Saturday, August 29, 2015

Shift to right in U.S. bourgeois politics: Weakening of two-party setup



{From The Pages Of 'Capitalism's World Disorder' column}  



The excerpt below is from "So Far from God, So Close to Orange County: The Deflationary Drag of Finance Capital" by Socialist Workers Party national secretary Jack Barnes. This report is based on a talk and closing presentation Barnes gave to a regional socialist educational conference held in Los Angeles, California, over the 1994–95 New Year's weekend. The entire report is published in Capitalism's World Disorder: Working-Class Politics at the Millennium (see ad on front page). The book is copyright © Pathfinder Press. The excerpt is reprinted by permission. Subheadings are by the Militant. 

BY JACK BARNES 

How is the pattern of world politics we have been discussing reflected concretely in the class struggle in the United States today? What do workers and youth in this country confront, and what can we do about it?

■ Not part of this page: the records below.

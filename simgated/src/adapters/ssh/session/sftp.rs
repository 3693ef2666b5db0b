// SPDX-License-Identifier: AGPL-3.0-only
// Copyright (C) 2026 Alex Sizykh

use anyhow::{Context, Result, anyhow};
use russh_sftp::client::SftpSession;
use russh_sftp::protocol::{OpenFlags, StatusCode};
use std::path::Path;
use tokio::fs as tokiofs;
use tokio::io::{AsyncRead, AsyncReadExt, AsyncWriteExt};

use super::SessionManager;

const BLOCK_SIZE: usize = 64 * 1024;

impl SessionManager {
    async fn sftp(&self) -> Result<SftpSession> {
        let guard = self.handle.lock().await;
        let handle = guard
            .as_ref()
            .ok_or_else(|| anyhow!("SSH handle lost before opening SFTP"))?;
        let channel = handle.channel_open_session().await?;
        channel.request_subsystem(true, "sftp").await?;
        let sftp = SftpSession::new(channel.into_stream()).await?;
        Ok(sftp)
    }

    /// Copies a local file to `remote_path`, truncating whatever was there.
    pub async fn upload_file(&self, local_path: &Path, remote_path: &str) -> Result<u64> {
        let sftp = self.sftp().await?;
        let written = upload_single_file(&sftp, local_path, remote_path).await;
        let _ = sftp.close().await;
        written.map_err(|err| annotate_permission(err, remote_path))
    }

    pub async fn download_file(&self, remote_path: &str, local_path: &Path) -> Result<u64> {
        let sftp = self.sftp().await?;
        let read = download_file(&sftp, remote_path, local_path).await;
        let _ = sftp.close().await;
        read
    }
}

async fn upload_single_file(sftp: &SftpSession, local_path: &Path, remote_path: &str) -> Result<u64> {
    log::debug!(
        "uploading file over sftp: {} -> {}",
        local_path.display(),
        remote_path
    );
    let mut lf = tokiofs::File::open(local_path)
        .await
        .with_context(|| format!("failed to open {}", local_path.display()))?;
    let flags = OpenFlags::WRITE
        .union(OpenFlags::CREATE)
        .union(OpenFlags::TRUNCATE);
    let mut rfile = sftp.open_with_flags(remote_path, flags).await?;
    let mut written = 0u64;
    let mut buf = vec![0u8; BLOCK_SIZE];
    loop {
        let n = lf.read(&mut buf).await?;
        if n == 0 {
            break;
        }
        rfile.write_all(&buf[..n]).await?;
        written += n as u64;
    }
    rfile.flush().await?;
    rfile.shutdown().await?;
    Ok(written)
}

async fn download_file(sftp: &SftpSession, remote_path: &str, local_path: &Path) -> Result<u64> {
    let mut rfile = sftp.open(remote_path).await?;
    write_into_place(&mut rfile, local_path).await
}

/// Streams `reader` into a temporary file next to `local_path` and renames it
/// into place once complete. A failed copy leaves nothing at `local_path`.
async fn write_into_place<R>(reader: &mut R, local_path: &Path) -> Result<u64>
where
    R: AsyncRead + Unpin,
{
    let parent = match local_path.parent() {
        Some(parent) if !parent.as_os_str().is_empty() => parent,
        _ => Path::new("."),
    };
    tokiofs::create_dir_all(parent).await?;
    let (file, temp_path) = tempfile::Builder::new()
        .prefix(".download-")
        .tempfile_in(parent)
        .with_context(|| format!("failed to create temporary file in {}", parent.display()))?
        .into_parts();
    let mut lfile = tokiofs::File::from_std(file);
    let copied = tokio::io::copy(reader, &mut lfile)
        .await
        .with_context(|| format!("download into {} interrupted", local_path.display()))?;
    lfile.flush().await?;
    drop(lfile);
    temp_path
        .persist(local_path)
        .with_context(|| format!("failed to move download into {}", local_path.display()))?;
    Ok(copied)
}

fn annotate_permission(err: anyhow::Error, remote_path: &str) -> anyhow::Error {
    let denied = err
        .chain()
        .filter_map(|cause| cause.downcast_ref::<russh_sftp::client::error::Error>())
        .any(is_permission_denied);
    if denied {
        err.context(format!("permission denied writing {remote_path}"))
    } else {
        err
    }
}

fn is_permission_denied(err: &russh_sftp::client::error::Error) -> bool {
    match err {
        russh_sftp::client::error::Error::Status(status) => {
            status.status_code == StatusCode::PermissionDenied
        }
        russh_sftp::client::error::Error::IO(msg) => {
            msg.to_lowercase().contains("permission denied")
        }
        _ => false,
    }
}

Right after the 1992 presidential elections, a public meeting was organized in New York City in conjunction with a conference of the Socialist Workers Party's National Committee and communist leaders from several other countries. At that public meeting, we said that what was most important about the bourgeoisie's election campaign was the fact that it was not going to end with the counting of the ballots. "America First," the "culture war," building a wall along the border with Mexico — the themes of the ultrarightist Republican primary candidate Patrick Buchanan — continued to resound. The campaign of Ross Perot — who ended up getting 19 percent of the popular vote — and his demagogic appeal to an insecure middle class was not a fleeting phenomenon in bourgeois politics, irrespective of Perot himself. In the course of the 1992 campaign, Clinton had already begun speaking Perot's language, probing measures to erode the social wage won through the labor struggles of the 1930s and civil rights battles of the 1950s and 1960s. The Democratic nominee campaigned on the pledge to "end welfare as we know it."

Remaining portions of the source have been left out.